I’m embarrassed that it’s been so long since I’ve written here. After each CT scan, I tell myself I’ll update this blog, but I haven’t. I think I’m just so relieved each time the scan comes back clean that I don’t want to even think about it any more. But the truth is that I think about it all the time and how lucky I am we caught my lung cancer so early.

It was a Thursday, July 7, 2016 when I had all the symptoms of a heart attack. (You can scroll down to the first entry in this Fuck Cancer blog to see all the details.) Thanks to the Affordable Care Act I had health insurance, so when the symptoms presented themselves, we went to the Emergency Room.

The x-ray of my chest showed a mass on my left lung and the rest is detailed in this blog. The next 20 days are now a blur, but a year ago it was an eternity. I quoted Tom Petty a lot; “the waiting is the hardest part” took on new meaning.

It was one year ago today – June 20, 2016 – that I had the biopsy of my lung. I don’t remember much about it other than that it was painful. They can’t completely knock you out, as you have to be conscious to hold your breath to make sure the lung doesn’t move when they go in to puncture it. But I came through relatively unscathed, and then got to go back to waiting.

The lung cancer diagnosis officially came on July 25 when the pulmonologist called about an hour before I went on the air. Hearing the words “it’s lung cancer” is like getting punched in the gut. And now, a year later, I’m recalling that moment and all that followed.

But I didn’t have to worry about getting treatment, as I was insured. Since I had an HMO plan I had to get a referral for each specialist I saw and, thankfully, my primary care doctor’s office was very accommodating. I had a few battles with the insurance company, but they covered the big stuff and, along with the generosity of listeners, friends and some strangers, I was able to get all the care I required.

My husband and I did a lot of research. We met with a few oncologists and surgeons, and decided on the University of Miami’s Sylvester Cancer Center. Dr. Dao Nguyen performed the surgery using the DaVinci robot, a minimally invasive procedure, in which he removed the lower lobe of my left lung, where the main tumor was. He also did a wedge resection of the upper left lobe because there was a second tumor there. Luckily for me, they deduced that it was a second primary cancer and not a metastasis of the first, larger one.

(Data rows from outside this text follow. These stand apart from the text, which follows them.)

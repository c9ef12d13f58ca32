//! File-backed staging buffer: durability across reopen and the staged
//! key/payload contract the mover depends on.

use meter_core::{BatchKey, DataKind, Record};
use poller::sink::BufferSink;

fn records() -> Vec<Record> {
    vec![
        Record::new("100.0.98", "00008020").at(1_661_558_206),
        Record::new("100.0.98", "00000010").at(1_661_990_400),
    ]
}

#[tokio::test]
async fn staged_batches_survive_reopen() {
    let dir = tempfile::tempdir().unwrap();
    let path = dir.path().join("staging.sqlite3");
    let key = BatchKey::new("Acme", "08032332", 1_661_990_500, DataKind::P98);

    {
        let sink = BufferSink::open(&path, 0).unwrap();
        assert!(sink.insert(&key, &records()).await.unwrap());
    }

    // A fresh process sees the staged batch.
    let sink = BufferSink::open(&path, 0).unwrap();
    assert_eq!(sink.staged_count().await.unwrap(), 1);
    let payload = sink
        .staged("acme:08032332_1661990500:p98")
        .await
        .unwrap()
        .expect("staged batch");
    let restored: Vec<Record> = serde_json::from_str(&payload).unwrap();
    assert_eq!(restored, records());
}

#[tokio::test]
async fn payload_json_matches_downstream_contract() {
    let dir = tempfile::tempdir().unwrap();
    let sink = BufferSink::open(&dir.path().join("staging.sqlite3"), 0).unwrap();
    let key = BatchKey::new("acme", "10067967", 1_649_100_604, DataKind::List1);
    let batch = vec![
        Record::new("F.F", "00000000"),
        Record::new("1.8.0", "01281.6601").with_unit("kWh"),
    ];
    sink.insert(&key, &batch).await.unwrap();

    let payload = sink.staged(&key.to_string()).await.unwrap().unwrap();
    let value: serde_json::Value = serde_json::from_str(&payload).unwrap();
    assert_eq!(
        value,
        serde_json::json!([
            {"id": "F.F", "value": "00000000", "unit": null},
            {"id": "1.8.0", "value": "01281.6601", "unit": "kWh"},
        ])
    );
}

#[tokio::test]
async fn rereading_a_window_replaces_the_staged_batch() {
    let dir = tempfile::tempdir().unwrap();
    let sink = BufferSink::open(&dir.path().join("staging.sqlite3"), 0).unwrap();
    let key = BatchKey::new("acme", "08032332", 1_661_990_500, DataKind::P98);

    sink.insert(&key, &records()).await.unwrap();
    let wider = vec![
        Record::new("100.0.98", "00008020").at(1_661_558_206),
        Record::new("100.0.98", "00000010").at(1_661_990_400),
        Record::new("100.0.98", "00000040").at(1_661_990_401),
    ];
    sink.insert(&key, &wider).await.unwrap();

    assert_eq!(sink.staged_count().await.unwrap(), 1);
    let payload = sink.staged(&key.to_string()).await.unwrap().unwrap();
    let restored: Vec<Record> = serde_json::from_str(&payload).unwrap();
    assert_eq!(restored.len(), 3);
}
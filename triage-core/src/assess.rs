//! Quality gate and aggregation of records into the output sets.

use crate::vitals::{
    age_points, parse_age, parse_blood_pressure, parse_temperature, temperature_points,
};
use crate::{
    AssessmentSet, Classification, PatientRecord, QualityIssue, RiskBreakdown, RiskConfig,
    ValidatedVitals,
};

/// Parse every required field, or report each one that is unusable.
pub fn validate(record: &PatientRecord) -> Result<ValidatedVitals, Vec<QualityIssue>> {
    let blood_pressure = parse_blood_pressure(record.blood_pressure.as_ref());
    let temperature_f = parse_temperature(record.temperature.as_ref());
    let age_years = parse_age(record.age.as_ref());

    match (blood_pressure, temperature_f, age_years) {
        (Some(blood_pressure), Some(temperature_f), Some(age_years)) => Ok(ValidatedVitals {
            blood_pressure,
            temperature_f,
            age_years,
        }),
        _ => {
            let mut issues = Vec::new();
            if blood_pressure.is_none() {
                issues.push(QualityIssue::BloodPressure);
            }
            if temperature_f.is_none() {
                issues.push(QualityIssue::Temperature);
            }
            if age_years.is_none() {
                issues.push(QualityIssue::Age);
            }
            Err(issues)
        }
    }
}

/// True when all three required fields parse.
pub fn is_usable(record: &PatientRecord) -> bool {
    validate(record).is_ok()
}

pub fn quality_issues(record: &PatientRecord) -> Vec<QualityIssue> {
    validate(record).err().unwrap_or_default()
}

impl ValidatedVitals {
    pub fn breakdown(&self) -> RiskBreakdown {
        RiskBreakdown {
            blood_pressure: self.blood_pressure.category().points(),
            temperature: temperature_points(self.temperature_f),
            age: age_points(self.age_years),
        }
    }
}

pub fn classify(record: &PatientRecord, config: &RiskConfig) -> Classification {
    match validate(record) {
        Ok(vitals) => {
            let breakdown = vitals.breakdown();
            Classification::Scored {
                high_risk: breakdown.total() >= config.high_risk_threshold,
                febrile: vitals.temperature_f >= config.fever_threshold_f,
                breakdown,
            }
        }
        Err(issues) => Classification::QualityIssue(issues),
    }
}

/// Fold records into the three output sets, preserving input order.
///
/// Duplicate identifiers are kept as they arrive.
pub fn aggregate<'a, I>(records: I, config: &RiskConfig) -> AssessmentSet
where
    I: IntoIterator<Item = &'a PatientRecord>,
{
    records
        .into_iter()
        .fold(AssessmentSet::default(), |mut set, record| {
            set.record(record, classify(record, config));
            set
        })
}

impl AssessmentSet {
    fn record(&mut self, record: &PatientRecord, classification: Classification) {
        match classification {
            Classification::QualityIssue(_) => {
                self.data_quality_issues.push(record.patient_id.clone());
            }
            Classification::Scored {
                high_risk, febrile, ..
            } => {
                if high_risk {
                    self.high_risk_patients.push(record.patient_id.clone());
                }
                if febrile {
                    self.fever_patients.push(record.patient_id.clone());
                }
            }
        }
    }
}

#[cfg(test)]
mod tests {
    use serde_json::json;

    use super::*;

    fn record(value: serde_json::Value) -> PatientRecord {
        PatientRecord::from_value(&value)
    }

    #[test]
    fn usable_record_is_scored() {
        let patient = record(json!({
            "patient_id": "DEMO001",
            "blood_pressure": "130/85",
            "temperature": 99.0,
            "age": 70
        }));

        assert!(is_usable(&patient));
        match classify(&patient, &RiskConfig::default()) {
            Classification::Scored {
                breakdown,
                high_risk,
                febrile,
            } => {
                assert_eq!(
                    breakdown,
                    RiskBreakdown {
                        blood_pressure: 3,
                        temperature: 0,
                        age: 2
                    }
                );
                assert_eq!(breakdown.total(), 5);
                assert!(high_risk);
                assert!(!febrile);
            }
            other => panic!("expected a scored record, got {other:?}"),
        }
    }

    #[test]
    fn missing_age_is_a_quality_issue_only() {
        let patient = record(json!({
            "patient_id": "DEMO002",
            "blood_pressure": "160/100",
            "temperature": 102.5
        }));

        assert!(!is_usable(&patient));
        assert_eq!(quality_issues(&patient), vec![QualityIssue::Age]);

        let set = aggregate([&patient], &RiskConfig::default());
        assert_eq!(set.data_quality_issues, vec!["DEMO002".to_string()]);
        assert!(set.high_risk_patients.is_empty());
        assert!(set.fever_patients.is_empty());
    }

    #[test]
    fn every_unusable_field_is_reported() {
        let patient = record(json!({
            "patient_id": "DEMO003",
            "blood_pressure": "150/",
            "temperature": "TEMP_ERROR",
            "age": null
        }));

        assert_eq!(
            quality_issues(&patient),
            vec![
                QualityIssue::BloodPressure,
                QualityIssue::Temperature,
                QualityIssue::Age
            ]
        );
    }

    #[test]
    fn fever_is_independent_of_high_risk() {
        let patient = record(json!({
            "patient_id": "DEMO004",
            "blood_pressure": "110/70",
            "temperature": "99.6",
            "age": 30
        }));

        let set = aggregate([&patient], &RiskConfig::default());
        assert!(set.high_risk_patients.is_empty());
        assert_eq!(set.fever_patients, vec!["DEMO004".to_string()]);
    }

    #[test]
    fn duplicates_are_preserved_in_order() {
        let a = record(json!({
            "patient_id": "A",
            "blood_pressure": "150/95",
            "temperature": 101.2,
            "age": 70
        }));
        let b = record(json!({
            "patient_id": "B",
            "blood_pressure": "150/95",
            "temperature": 98.0,
            "age": 30
        }));

        let set = aggregate([&a, &b, &a], &RiskConfig::default());
        assert_eq!(set.high_risk_patients, vec!["A", "B", "A"]);
        assert_eq!(set.fever_patients, vec!["A", "A"]);
    }

    #[test]
    fn non_object_record_is_flagged() {
        let patient = record(json!("garbage"));
        assert_eq!(patient.patient_id, "");
        let set = aggregate([&patient], &RiskConfig::default());
        assert_eq!(set.data_quality_issues, vec![String::new()]);
    }

    #[test]
    fn empty_input_gives_empty_sets() {
        let set = aggregate(&Vec::<PatientRecord>::new(), &RiskConfig::default());
        assert!(set.is_empty());
        assert_eq!(
            serde_json::to_value(&set).unwrap(),
            json!({
                "high_risk_patients": [],
                "fever_patients": [],
                "data_quality_issues": []
            })
        );
    }
}
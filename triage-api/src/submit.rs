use std::sync::Arc;

use serde_json::Value;
use tracing::info;
use triage_core::AssessmentSet;

use crate::{Transport, TransportError, SUBMIT_PATH};

#[derive(thiserror::Error, Debug, Clone)]
pub enum SubmitError {
    /// Upstream answered with an error payload.
    #[error("Submission rejected with status {status}: {payload}")]
    Rejected { status: u16, payload: Value },
    #[error("Submission failed: {0}")]
    Transport(String),
}

impl From<TransportError> for SubmitError {
    fn from(err: TransportError) -> Self {
        match err {
            TransportError::Status {
                status,
                body: Some(payload),
            } => Self::Rejected { status, payload },
            other => Self::Transport(other.to_string()),
        }
    }
}

pub struct ResultSubmitter {
    transport: Arc<dyn Transport>,
}

impl ResultSubmitter {
    pub fn new(transport: Arc<dyn Transport>) -> Self {
        Self { transport }
    }

    /// Send the three output sets in one request and return the acknowledgement.
    pub async fn submit(&self, assessment: &AssessmentSet) -> Result<Value, SubmitError> {
        let body = serde_json::to_value(assessment)
            .map_err(|err| SubmitError::Transport(err.to_string()))?;

        info!(
            high_risk = assessment.high_risk_patients.len(),
            fever = assessment.fever_patients.len(),
            data_quality = assessment.data_quality_issues.len(),
            "Submitting assessment"
        );

        Ok(self.transport.post_json(SUBMIT_PATH, &body).await?)
    }
}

A year later, I’m still in pain – physically and psychologically. I’ve had CT scans quarterly since my August 30 surgery and, as I mentioned before, they’ve been clean. I’m now supposed to get one every four months.

Lung cancer likes to spread to the brain, so a brain MRI was part of the original battery of tests. A small tumor was detected, which the neurosurgeon believed was a benign, fairly common meningioma. But because of the lung cancer, they want to keep following up. Two subsequent MRI’s show that it is just that. But I’m still supposed to go back next year for another one, just to make sure it doesn’t grow.

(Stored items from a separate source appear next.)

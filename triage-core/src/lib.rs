//! Core risk classification for patient vital records.

use chrono::{DateTime, Utc};
use serde::{Deserialize, Serialize};
use serde_json::Value;

mod assess;
mod vitals;

pub use assess::{aggregate, classify, is_usable, quality_issues, validate};
pub use vitals::{
    age_risk, blood_pressure_risk, parse_age, parse_blood_pressure, parse_temperature,
    temperature_risk,
};

/// Thresholds applied when folding scored records into the output sets.
#[derive(Debug, Clone, Serialize, Deserialize, PartialEq)]
pub struct RiskConfig {
    /// Minimum total score that places a patient in the high-risk set.
    pub high_risk_threshold: u8,
    /// Temperature (°F) at or above which a patient is febrile.
    pub fever_threshold_f: f64,
}

impl Default for RiskConfig {
    fn default() -> Self {
        Self {
            high_risk_threshold: 4,
            fever_threshold_f: 99.6,
        }
    }
}

/// One patient's raw data as received from upstream.
///
/// Fields keep their raw JSON form; `None` means missing or `null`.
#[derive(Debug, Clone, Default, PartialEq)]
pub struct PatientRecord {
    pub patient_id: String,
    pub blood_pressure: Option<Value>,
    pub temperature: Option<Value>,
    pub age: Option<Value>,
}

impl PatientRecord {
    /// Build a record from one element of a page's `data` array.
    ///
    /// Never fails: anything unreadable degrades to a missing field.
    pub fn from_value(value: &Value) -> Self {
        let patient_id = match value.get("patient_id") {
            Some(Value::String(id)) => id.clone(),
            Some(Value::Number(id)) => id.to_string(),
            _ => String::new(),
        };

        Self {
            patient_id,
            blood_pressure: present_field(value, "blood_pressure"),
            temperature: present_field(value, "temperature"),
            age: present_field(value, "age"),
        }
    }
}

fn present_field(value: &Value, key: &str) -> Option<Value> {
    value.get(key).filter(|field| !field.is_null()).cloned()
}

/// Parse a JSON array of raw records.
pub fn records_from_str(json: &str) -> Result<Vec<PatientRecord>, TriageError> {
    let value: Value =
        serde_json::from_str(json).map_err(|err| TriageError::Parse(err.to_string()))?;
    let items = value.as_array().ok_or_else(|| {
        TriageError::Parse("expected a JSON array of patient records".to_string())
    })?;
    Ok(items.iter().map(PatientRecord::from_value).collect())
}

/// Systolic/diastolic pair read from a `"SYS/DIA"` string.
#[derive(Debug, Clone, Copy, Serialize, Deserialize, PartialEq, Eq)]
pub struct BloodPressure {
    pub systolic: i32,
    pub diastolic: i32,
}

/// Blood pressure stage. `Unclassified` covers pairs no rule matches,
/// e.g. diastolic in [80, 90) with systolic below 120.
#[derive(Debug, Clone, Copy, Serialize, Deserialize, PartialEq, Eq, PartialOrd, Ord)]
#[serde(rename_all = "snake_case")]
pub enum BloodPressureCategory {
    Unclassified,
    Normal,
    Elevated,
    Stage1,
    Stage2,
}

impl BloodPressureCategory {
    pub fn points(self) -> u8 {
        match self {
            Self::Unclassified => 0,
            Self::Normal => 1,
            Self::Elevated => 2,
            Self::Stage1 => 3,
            Self::Stage2 => 4,
        }
    }
}

/// Outcome of scoring one axis.
///
/// `Unassessed` and `Score(0)` both collapse to 0 points, but stay
/// distinguishable until aggregation.
#[derive(Debug, Clone, Copy, Serialize, Deserialize, PartialEq, Eq)]
#[serde(rename_all = "snake_case")]
pub enum Assessment {
    Unassessed,
    Score(u8),
}

impl Assessment {
    pub fn points(self) -> u8 {
        match self {
            Self::Unassessed => 0,
            Self::Score(points) => points,
        }
    }

    pub fn is_assessed(self) -> bool {
        matches!(self, Self::Score(_))
    }
}

/// A required field that could not be used for scoring.
#[derive(Debug, Clone, Copy, Serialize, Deserialize, PartialEq, Eq, Hash)]
#[serde(rename_all = "snake_case")]
pub enum QualityIssue {
    BloodPressure,
    Temperature,
    Age,
}

/// Parsed vitals of a record that passed the quality gate.
#[derive(Debug, Clone, Copy, Serialize, Deserialize, PartialEq)]
pub struct ValidatedVitals {
    pub blood_pressure: BloodPressure,
    pub temperature_f: f64,
    pub age_years: i64,
}

/// Per-axis contributions of a scored record.
#[derive(Debug, Clone, Copy, Serialize, Deserialize, PartialEq, Eq)]
pub struct RiskBreakdown {
    pub blood_pressure: u8,
    pub temperature: u8,
    pub age: u8,
}

impl RiskBreakdown {
    pub fn total(&self) -> u8 {
        self.blood_pressure + self.temperature + self.age
    }
}

/// Per-record verdict.
#[derive(Debug, Clone, PartialEq)]
pub enum Classification {
    QualityIssue(Vec<QualityIssue>),
    Scored {
        breakdown: RiskBreakdown,
        high_risk: bool,
        febrile: bool,
    },
}

/// The three output sets, in the exact shape the submission endpoint expects.
#[derive(Debug, Clone, Default, Serialize, Deserialize, PartialEq, Eq)]
pub struct AssessmentSet {
    pub high_risk_patients: Vec<String>,
    pub fever_patients: Vec<String>,
    pub data_quality_issues: Vec<String>,
}

impl AssessmentSet {
    pub fn is_empty(&self) -> bool {
        self.high_risk_patients.is_empty()
            && self.fever_patients.is_empty()
            && self.data_quality_issues.is_empty()
    }
}

/// Summary of one assessment pass.
#[derive(Debug, Clone, Serialize, Deserialize, PartialEq)]
pub struct AssessmentReport {
    pub generated_at: DateTime<Utc>,
    pub records_total: usize,
    pub records_scored: usize,
    pub assessment: AssessmentSet,
}

impl AssessmentReport {
    pub fn new(records_total: usize, assessment: AssessmentSet) -> Self {
        Self {
            generated_at: Utc::now(),
            records_total,
            records_scored: records_total.saturating_sub(assessment.data_quality_issues.len()),
            assessment,
        }
    }
}

#[derive(Debug, thiserror::Error)]
pub enum TriageError {
    #[error("Could not read patient records: {0}")]
    Parse(String),
}
use std::sync::Arc;

use serde_json::Value;
use tracing::{info, warn};
use triage_core::PatientRecord;

use crate::{FetchPolicy, Pacer, Transport, TransportError, PATIENTS_PATH};

#[derive(thiserror::Error, Debug, Clone)]
pub enum FetchError {
    #[error("Page {page} still failing after {attempts} attempts: {source}")]
    Exhausted {
        page: u32,
        attempts: u32,
        source: TransportError,
    },
    #[error("Page {page} failed: {source}")]
    Fatal { page: u32, source: TransportError },
}

/// One page of raw records and whether upstream has more.
#[derive(Debug, Clone, Default, PartialEq)]
pub struct Page {
    pub records: Vec<PatientRecord>,
    pub has_next: bool,
}

impl Page {
    /// Read `{ data: [...], pagination: { hasNext } }`.
    ///
    /// A body without a `data` array ends the stream.
    pub fn from_value(body: &Value) -> Self {
        let Some(data) = body.get("data").and_then(Value::as_array) else {
            return Self::default();
        };

        let has_next = body
            .get("pagination")
            .and_then(|pagination| pagination.get("hasNext"))
            .is_some_and(is_truthy);

        Self {
            records: data.iter().map(PatientRecord::from_value).collect(),
            has_next,
        }
    }
}

fn is_truthy(value: &Value) -> bool {
    match value {
        Value::Null => false,
        Value::Bool(flag) => *flag,
        Value::Number(number) => number.as_f64().is_some_and(|n| n != 0.0),
        Value::String(text) => !text.is_empty(),
        Value::Array(_) | Value::Object(_) => true,
    }
}

/// Sequential page reader with per-page retry and inter-page throttling.
pub struct PatientFetcher {
    transport: Arc<dyn Transport>,
    pacer: Arc<dyn Pacer>,
    policy: FetchPolicy,
}

impl PatientFetcher {
    pub fn new(transport: Arc<dyn Transport>, pacer: Arc<dyn Pacer>, policy: FetchPolicy) -> Self {
        Self {
            transport,
            pacer,
            policy,
        }
    }

    pub fn policy(&self) -> &FetchPolicy {
        &self.policy
    }

    /// Fetch one page, retrying transient statuses with linear backoff.
    pub async fn fetch_page(&self, page: u32) -> Result<Page, FetchError> {
        let query = [
            ("page", page.to_string()),
            ("limit", self.policy.page_size.to_string()),
        ];
        let max_attempts = self.policy.max_attempts.max(1);
        let mut attempt = 1;

        loop {
            match self.transport.get_json(PATIENTS_PATH, &query).await {
                Ok(body) => return Ok(Page::from_value(&body)),
                Err(source) if source.is_retryable() && attempt < max_attempts => {
                    let backoff = self.policy.base_delay * attempt;
                    warn!(
                        page,
                        status = ?status_of(&source),
                        attempt,
                        max_attempts,
                        backoff_ms = backoff.as_millis() as u64,
                        "Retryable error fetching patients, backing off"
                    );
                    self.pacer.pause(backoff).await;
                    attempt += 1;
                }
                Err(source) if source.is_retryable() => {
                    return Err(FetchError::Exhausted {
                        page,
                        attempts: attempt,
                        source,
                    })
                }
                Err(source) => return Err(FetchError::Fatal { page, source }),
            }
        }
    }

    /// Fetch every page in order, starting at page 1.
    pub async fn fetch_pages(&self) -> Result<Vec<Page>, FetchError> {
        let mut pages = Vec::new();
        let mut page_number = 1;

        loop {
            let page = self.fetch_page(page_number).await?;
            info!(
                page = page_number,
                records = page.records.len(),
                has_next = page.has_next,
                "Fetched patient page"
            );

            let has_next = page.has_next;
            pages.push(page);
            if !has_next {
                return Ok(pages);
            }

            self.pacer.pause(self.policy.page_delay).await;
            page_number += 1;
        }
    }

    /// All records across all pages, page order then within-page order.
    pub async fn fetch_all(&self) -> Result<Vec<PatientRecord>, FetchError> {
        let pages = self.fetch_pages().await?;
        Ok(pages.into_iter().flat_map(|page| page.records).collect())
    }
}

fn status_of(err: &TransportError) -> Option<u16> {
    match err {
        TransportError::Status { status, .. } => Some(*status),
        _ => None,
    }
}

The thing that weighs most heavily on me as I worry about the cancer coming back or the meningioma expanding is insurance. I’m covered now, because of the ACA. The Republican Party is trying to take it away, which will cost me my insurance and possibly my life.

I’m a 57-year old, self-employed woman not taking in enough money to earn a living, so if they kill the ACA I’ll be unable to buy insurance. Health care should be a basic human right in the US as it is in every other industrialized nation in the world. I’m almost one-year cancer free, but I’m afraid I might not be able to make the two-year pronouncement for fear of not being able to afford the tests to tell me if it comes back.

The Constitution states that the government is there to, among other things, provide the general welfare. I hope it lives up to its promise.